It does appear that Minty & Pat are saying the same things in #21 & #22.
As I said in earlier posts, I am referring to Ticking systems. Therefore by definition the order number, date and order numbers will indeed appear on every line because it is necessary.
If a vehicle arrives at a quarry to collect product, it will tare on at the weighbridge, then load, then tare out. The two readings from the weighbridge are read by the program through the RS232 serial port to calculate the product tonnages collected.
The ticket will contain: Ticket Nº, Ticketdate, VehicleRegNo, PO, CustomerCode, ProductCode, ProductWeight, Rate, InvoiceNº and InvoiceDate(when added) as a very basic and simple example.
This happens all day with hundreds of wagons passing through. The same customer may return but with a different O/N. But every transaction has similar but not identical content. You simply would not have an invoice header for every transaction because every element you have both mentioned can be different from one ticket to another. Granted the O/N may be repeated here and there. At month end any single customer can have hundreds of tickets that need to be invoiced. As I have said these can be merged by OrderNº, Requistion, JobNº, or Site, or simply by client code depending upon settings in the customer table. Some of these are processing thousands of tickets a month. Although a concrete, or tarmac supplier would generally handle less tickets than a quarry.

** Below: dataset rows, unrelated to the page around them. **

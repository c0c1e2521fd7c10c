//! Application configuration loaded from environment variables.
//!
//! Cloud Run injects secrets as environment variables, so everything is read
//! from the process environment (plus an optional `.env` file for local dev).

use std::env;
use std::str::FromStr;

/// Which datastore backend to use.
#[derive(Debug, Clone, Copy, PartialEq, Eq)]
pub enum DatastoreBackend {
    /// Google Cloud Firestore (or the Firestore emulator)
    Firestore,
    /// Process-local maps, for local development and tests
    Memory,
}

impl FromStr for DatastoreBackend {
    type Err = ConfigError;

    fn from_str(s: &str) -> Result<Self, Self::Err> {
        match s.trim().to_ascii_lowercase().as_str() {
            "firestore" => Ok(Self::Firestore),
            "memory" => Ok(Self::Memory),
            other => Err(ConfigError::Invalid {
                var: "DATASTORE",
                value: other.to_string(),
            }),
        }
    }
}

/// Where caller identities come from.
#[derive(Debug, Clone, PartialEq, Eq)]
pub enum IdentityProvider {
    /// Signed assertions from Identity-Aware Proxy in front of the service.
    /// `audience` is the expected `aud` claim, e.g.
    /// `/projects/123/global/backendServices/456`.
    Iap { audience: String },
    /// Email-only sign-in form issuing a session cookie. It signs in any
    /// address typed into it, so it is for local development only.
    DevLogin { jwt_signing_key: Vec<u8> },
}

impl IdentityProvider {
    /// Build from the raw `IDENTITY_PROVIDER`, `IAP_AUDIENCE` and
    /// `JWT_SIGNING_KEY` values. The provider defaults to IAP.
    pub fn from_vars(
        provider: Option<&str>,
        iap_audience: Option<&str>,
        jwt_signing_key: Option<&str>,
    ) -> Result<Self, ConfigError> {
        fn non_empty(value: Option<&str>) -> Option<&str> {
            value.map(str::trim).filter(|v| !v.is_empty())
        }

        match provider
            .map(|p| p.trim().to_ascii_lowercase())
            .as_deref()
            .unwrap_or("iap")
        {
            "iap" => Ok(Self::Iap {
                audience: non_empty(iap_audience)
                    .ok_or(ConfigError::Missing("IAP_AUDIENCE"))?
                    .to_string(),
            }),
            "dev-login" => Ok(Self::DevLogin {
                jwt_signing_key: non_empty(jwt_signing_key)
                    .ok_or(ConfigError::Missing("JWT_SIGNING_KEY"))?
                    .as_bytes()
                    .to_vec(),
            }),
            other => Err(ConfigError::Invalid {
                var: "IDENTITY_PROVIDER",
                value: other.to_string(),
            }),
        }
    }

    /// Whether the development sign-in form is enabled.
    pub fn dev_login_enabled(&self) -> bool {
        matches!(self, Self::DevLogin { .. })
    }
}

/// Application configuration, loaded once at startup.
#[derive(Debug, Clone)]
pub struct Config {
    /// Server port
    pub port: u16,
    /// GCP project ID
    pub gcp_project_id: String,
    /// Datastore backend
    pub datastore: DatastoreBackend,
    /// Public base URL; decides whether session cookies are `Secure`
    pub public_url: String,
    /// Upper bound on cached run lists; 0 disables the cache
    pub cache_max_entries: usize,
    /// Identity source
    pub identity: IdentityProvider,
}

impl Config {
    /// Load configuration from environment variables.
    pub fn from_env() -> Result<Self, ConfigError> {
        dotenvy::dotenv().ok(); // Load .env file if present

        Ok(Self {
            port: env::var("PORT")
                .unwrap_or_else(|_| "8080".to_string())
                .parse()
                .unwrap_or(8080),
            gcp_project_id: env::var("GCP_PROJECT_ID").unwrap_or_else(|_| "local-dev".to_string()),
            datastore: env::var("DATASTORE")
                .unwrap_or_else(|_| "firestore".to_string())
                .parse()?,
            public_url: env::var("PUBLIC_URL")
                .map(|v| v.trim().trim_end_matches('/').to_string())
                .unwrap_or_else(|_| "http://localhost:8080".to_string()),
            cache_max_entries: env::var("CACHE_MAX_ENTRIES")
                .unwrap_or_else(|_| "10000".to_string())
                .parse()
                .unwrap_or(10_000),
            identity: IdentityProvider::from_vars(
                env::var("IDENTITY_PROVIDER").ok().as_deref(),
                env::var("IAP_AUDIENCE").ok().as_deref(),
                env::var("JWT_SIGNING_KEY").ok().as_deref(),
            )?,
        })
    }

    /// Default config for tests: in-memory datastore, plain-http cookies,
    /// development sign-in.
    pub fn test_default() -> Self {
        Self {
            port: 8080,
            gcp_project_id: "test-project".to_string(),
            datastore: DatastoreBackend::Memory,
            public_url: "http://localhost:8080".to_string(),
            cache_max_entries: 100,
            identity: IdentityProvider::DevLogin {
                jwt_signing_key: b"test_jwt_key_32_bytes_minimum!!".to_vec(),
            },
        }
    }

    /// Whether cookies should carry the `Secure` attribute.
    pub fn secure_cookies(&self) -> bool {
        self.public_url.starts_with("https://")
    }
}

/// Configuration errors
#[derive(Debug, thiserror::Error)]
pub enum ConfigError {
    #[error("Missing required environment variable: {0}")]
    Missing(&'static str),

    #[error("Invalid value for {var}: {value}")]
    Invalid { var: &'static str, value: String },
}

Waste Management and Hire companies are much the same in principle. Although they will tend to have linked to the customer table, a SitesTable, and a SkipsOnSiteTable. Tickets are added from SkipsOnSite which will contain rates and other detail to reduce operator entry time. As in the Quarry, a ticket is added for each order. A skip is ordered and a ticket is added to be charged later. Following that another order may be added to empty and return the skip. That ticket will include the waste weight and rate. At month end if the skip is on-site then a rental charge may be added at a day rate. So that customer has three charges at month end. All of different dates and possibly different order numbers. Again, there will be no point in an invoice header for every ticket. Furthermore the customer may well order more skips of the same, or of different size at the same site. As well as skips at other sites of course. Some customers will have various skips at different locations on a large sites. All may be unrelated by OrderNº, waste type and skip size. At month end, all of a client’s tickets are formed into invoices in accordance with the settings in the customer and other system files. They will get an invoice, or invoices depending on settings with charges that match the tickets they were given for each skip operation. The operator will import the invoices into their accounts according to the nominal codes and cost centres preset in tables.
Ticketing systems are clearly not the same as invoicing stock items, components, or nuts and bolts with an order number having a multitude of different items all usually delivered on the same day and with the same order number and delivery note. Data entry is minimal on all systems.
If you still think that every single ticket should have an invoice header in a ticketing system, well I’ll not agree on that one.